[Supplied material — start]

#[async_trait]
impl PipelineStore for PgStore {
    #[instrument(skip(self, new_simulation), fields(name = %new_simulation.name))]
    async fn create_simulation(
        &self,
        new_simulation: NewSimulation,
    ) -> StoreResult<(Simulation, Step)> {
        let mut tx = self.pool.begin().await?;

        let simulation_id: i64 = sqlx::query_scalar(
            "INSERT INTO simulations (name, started_at, current_step) VALUES ($1, $2, $3) \
             RETURNING simulation_id",
        )
        .bind(&new_simulation.name)
        .bind(new_simulation.started_at)
        .bind(new_simulation.initial_stage.as_str())
        .fetch_one(&mut *tx)
        .await?;

        let step = insert_step(
            &mut tx,
            simulation_id,
            new_simulation.initial_stage,
            new_simulation.started_at,
        )
        .await?;

        sqlx::query("UPDATE simulations SET current_step_id = $2 WHERE simulation_id = $1")
            .bind(simulation_id)
            .bind(step.step_id)
            .execute(&mut *tx)
            .await?;

        let simulation = fetch_simulation(&mut tx, simulation_id, false).await?;
        tx.commit().await?;

        debug!(simulation_id, step_id = step.step_id, "Created simulation");
        Ok((simulation, step))
    }

    async fn register_configuration(
        &self,
        simulation_id: i64,
        workdir: &str,
        artifact: NewArtifact,
    ) -> StoreResult<Artifact> {
        let mut tx = self.pool.begin().await?;
        let simulation = fetch_simulation(&mut tx, simulation_id, true).await?;
        let step_id = simulation
            .current_step_id
            .ok_or_else(|| StoreError::not_found("step for simulation", simulation_id))?;
        let step = fetch_step(&mut tx, step_id, false).await?;

        sqlx::query("UPDATE simulations SET workdir = $2 WHERE simulation_id = $1")
            .bind(simulation_id)
            .bind(workdir)
            .execute(&mut *tx)
            .await?;
        let mut persisted = insert_artifacts(&mut tx, &step, vec![artifact]).await?;
        tx.commit().await?;

        persisted.pop().ok_or_else(|| {
            StoreError::Database("configuration artifact was not stored".to_string())
        })
    }

    #[instrument(skip(self, initial))]
    async fn begin_step(
        &self,
        simulation_id: i64,
        origin: PipelineStage,
        initial: RuntimeInfo,
    ) -> StoreResult<Step> {
        let mut tx = self.pool.begin().await?;
        fetch_simulation(&mut tx, simulation_id, true).await?;

        let sql = format!(
            "SELECT {STEP_COLUMNS} FROM steps WHERE simulation_id = $1 AND status = $2"
        );
        let ongoing: Option<Step> = sqlx::query_as::<_, StepRow>(&sql)
            .bind(simulation_id)
            .bind(StepStatus::Ongoing.as_str())
            .fetch_optional(&mut *tx)
            .await?
            .map(Step::try_from)
            .transpose()?;

        let step = match ongoing {
            Some(step) if step.origin == origin => step,
            Some(step) => {
                return Err(StoreError::StepAlreadyOngoing {
                    simulation_id,
                    step_id: step.step_id,
                })
            }
            None => insert_step(&mut tx, simulation_id, origin, Utc::now()).await?,
        };

        upsert_runtime_info(&mut tx, step.step_id, &initial).await?;
        sqlx::query(
            "UPDATE simulations SET current_step = $2, current_step_id = $3 \
             WHERE simulation_id = $1",
        )
        .bind(simulation_id)
        .bind(origin.as_str())
        .bind(step.step_id)
        .execute(&mut *tx)
        .await?;

        tx.commit().await?;
        Ok(step)
    }

    async fn set_task_handle(&self, step_id: i64, task_handle: &str) -> StoreResult<()> {
        let result = sqlx::query("UPDATE steps SET task_handle = $2 WHERE step_id = $1")
            .bind(step_id)
            .bind(task_handle)
            .execute(&self.pool)
            .await?;
        if result.rows_affected() == 0 {
            return Err(StoreError::not_found("step", step_id));
        }
        Ok(())
    }

    async fn update_runtime_info(
        &self,
        step_id: i64,
        runtime_info: &RuntimeInfo,
    ) -> StoreResult<()> {
        let mut tx = self.pool.begin().await?;
        fetch_step(&mut tx, step_id, false).await?;
        upsert_runtime_info(&mut tx, step_id, runtime_info).await?;
        tx.commit().await?;
        Ok(())
    }

    #[instrument(
        skip(self, artifacts, final_runtime_info),
        fields(artifact_count = artifacts.len())
    )]
    async fn complete_step(
        &self,
        step_id: i64,
        artifacts: Vec<NewArtifact>,
        final_runtime_info: Option<RuntimeInfo>,
    ) -> StoreResult<Vec<Artifact>> {
        let mut tx = self.pool.begin().await?;
        let step = close_step(
            &mut tx,
            step_id,
            &StepEvent::Complete,
            final_runtime_info.as_ref(),
        )
        .await?;
        let persisted = insert_artifacts(&mut tx, &step, artifacts).await?;
        tx.commit().await?;
        Ok(persisted)
    }

    async fn fail_step(
        &self,
        step_id: i64,
        error_message: &str,
        final_runtime_info: Option<RuntimeInfo>,
    ) -> StoreResult<Step> {
        let mut tx = self.pool.begin().await?;
        let step = close_step(
            &mut tx,
            step_id,
            &StepEvent::fail_with_error(error_message),
            final_runtime_info.as_ref(),
        )
        .await?;
        tx.commit().await?;
        Ok(step)
    }

    async fn finish_simulation(&self, simulation_id: i64) -> StoreResult<Simulation> {
        let sql = format!(
            "UPDATE simulations SET finished_at = $2, current_step = $3 \
             WHERE simulation_id = $1 RETURNING {SIMULATION_COLUMNS}"
        );
        sqlx::query_as::<_, SimulationRow>(&sql)
            .bind(simulation_id)
            .bind(Utc::now())
            .bind(PipelineStage::Finished.as_str())
            .fetch_optional(&self.pool)
            .await?
            .ok_or_else(|| StoreError::not_found("simulation", simulation_id))?
            .try_into()
    }

    async fn simulation(&self, simulation_id: i64) -> StoreResult<Simulation> {
        let mut conn = self.pool.acquire().await?;
        fetch_simulation(&mut conn, simulation_id, false).await
    }

    async fn step(&self, step_id: i64) -> StoreResult<Step> {
        let mut conn = self.pool.acquire().await?;
        fetch_step(&mut conn, step_id, false).await
    }

    async fn artifact(&self, artifact_id: i64) -> StoreResult<Artifact> {
        let sql = format!("SELECT {ARTIFACT_COLUMNS} FROM artifacts WHERE artifact_id = $1");
        sqlx::query_as::<_, ArtifactRow>(&sql)
            .bind(artifact_id)
            .fetch_optional(&self.pool)
            .await?
            .ok_or_else(|| StoreError::not_found("artifact", artifact_id))?
            .try_into()
    }

    async fn steps_for_simulation(&self, simulation_id: i64) -> StoreResult<Vec<Step>> {
        let sql = format!(
            "SELECT {STEP_COLUMNS} FROM steps WHERE simulation_id = $1 ORDER BY step_id"
        );
        let rows = sqlx::query_as::<_, StepRow>(&sql)
            .bind(simulation_id)
            .fetch_all(&self.pool)
            .await?;
        convert_all(rows)
    }

    async fn artifacts_for_step(&self, step_id: i64) -> StoreResult<Vec<Artifact>> {
        let sql = format!(
            "SELECT {ARTIFACT_COLUMNS} FROM artifacts WHERE step_id = $1 ORDER BY artifact_id"
        );
        let rows = sqlx::query_as::<_, ArtifactRow>(&sql)
            .bind(step_id)
            .fetch_all(&self.pool)
            .await?;
        convert_all(rows)
    }

    async fn artifacts_for_simulation(&self, simulation_id: i64) -> StoreResult<Vec<Artifact>> {
        let sql = format!(
            "SELECT {ARTIFACT_COLUMNS} FROM artifacts WHERE simulation_id = $1 ORDER BY artifact_id"
        );
        let rows = sqlx::query_as::<_, ArtifactRow>(&sql)
            .bind(simulation_id)
            .fetch_all(&self.pool)
            .await?;
        convert_all(rows)
    }

    async fn runtime_info(&self, step_id: i64) -> StoreResult<Option<RuntimeInfo>> {
        let info: Option<Json<RuntimeInfo>> =
            sqlx::query_scalar("SELECT info FROM step_runtime_info WHERE step_id = $1")
                .bind(step_id)
                .fetch_optional(&self.pool)
                .await?;
        Ok(info.map(|Json(info)| info))
    }

    async fn current_simulation(&self) -> StoreResult<Option<Simulation>> {
        let sql = format!(
            "SELECT {SIMULATION_COLUMNS} FROM simulations s \
             WHERE EXISTS (SELECT 1 FROM steps st \
                           WHERE st.simulation_id = s.simulation_id AND st.status = $1) \
             ORDER BY s.simulation_id DESC LIMIT 1"
        );
        sqlx::query_as::<_, SimulationRow>(&sql)
            .bind(StepStatus::Ongoing.as_str())
            .fetch_optional(&self.pool)
            .await?
            .map(Simulation::try_from)
            .transpose()
    }

    async fn latest_simulation(&self) -> StoreResult<Option<Simulation>> {
        let sql = format!(
            "SELECT {SIMULATION_COLUMNS} FROM simulations ORDER BY simulation_id DESC LIMIT 1"
        );
        sqlx::query_as::<_, SimulationRow>(&sql)
            .fetch_optional(&self.pool)
            .await?
            .map(Simulation::try_from)
            .transpose()
    }
}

[Supplied material — finish]

Give back the listing exactly, please, from its first line to the line containing "simulations SET workdir", inclusive, and nothing past that line.

> _The completed task_
#[async_trait]
impl PipelineStore for PgStore {
    #[instrument(skip(self, new_simulation), fields(name = %new_simulation.name))]
    async fn create_simulation(
        &self,
        new_simulation: NewSimulation,
    ) -> StoreResult<(Simulation, Step)> {
        let mut tx = self.pool.begin().await?;

        let simulation_id: i64 = sqlx::query_scalar(
            "INSERT INTO simulations (name, started_at, current_step) VALUES ($1, $2, $3) \
             RETURNING simulation_id",
        )
        .bind(&new_simulation.name)
        .bind(new_simulation.started_at)
        .bind(new_simulation.initial_stage.as_str())
        .fetch_one(&mut *tx)
        .await?;

        let step = insert_step(
            &mut tx,
            simulation_id,
            new_simulation.initial_stage,
            new_simulation.started_at,
        )
        .await?;

        sqlx::query("UPDATE simulations SET current_step_id = $2 WHERE simulation_id = $1")
            .bind(simulation_id)
            .bind(step.step_id)
            .execute(&mut *tx)
            .await?;

        let simulation = fetch_simulation(&mut tx, simulation_id, false).await?;
        tx.commit().await?;

        debug!(simulation_id, step_id = step.step_id, "Created simulation");
        Ok((simulation, step))
    }

    async fn register_configuration(
        &self,
        simulation_id: i64,
        workdir: &str,
        artifact: NewArtifact,
    ) -> StoreResult<Artifact> {
        let mut tx = self.pool.begin().await?;
        let simulation = fetch_simulation(&mut tx, simulation_id, true).await?;
        let step_id = simulation
            .current_step_id
            .ok_or_else(|| StoreError::not_found("step for simulation", simulation_id))?;
        let step = fetch_step(&mut tx, step_id, false).await?;

        sqlx::query("UPDATE simulations SET workdir = $2 WHERE simulation_id = $1")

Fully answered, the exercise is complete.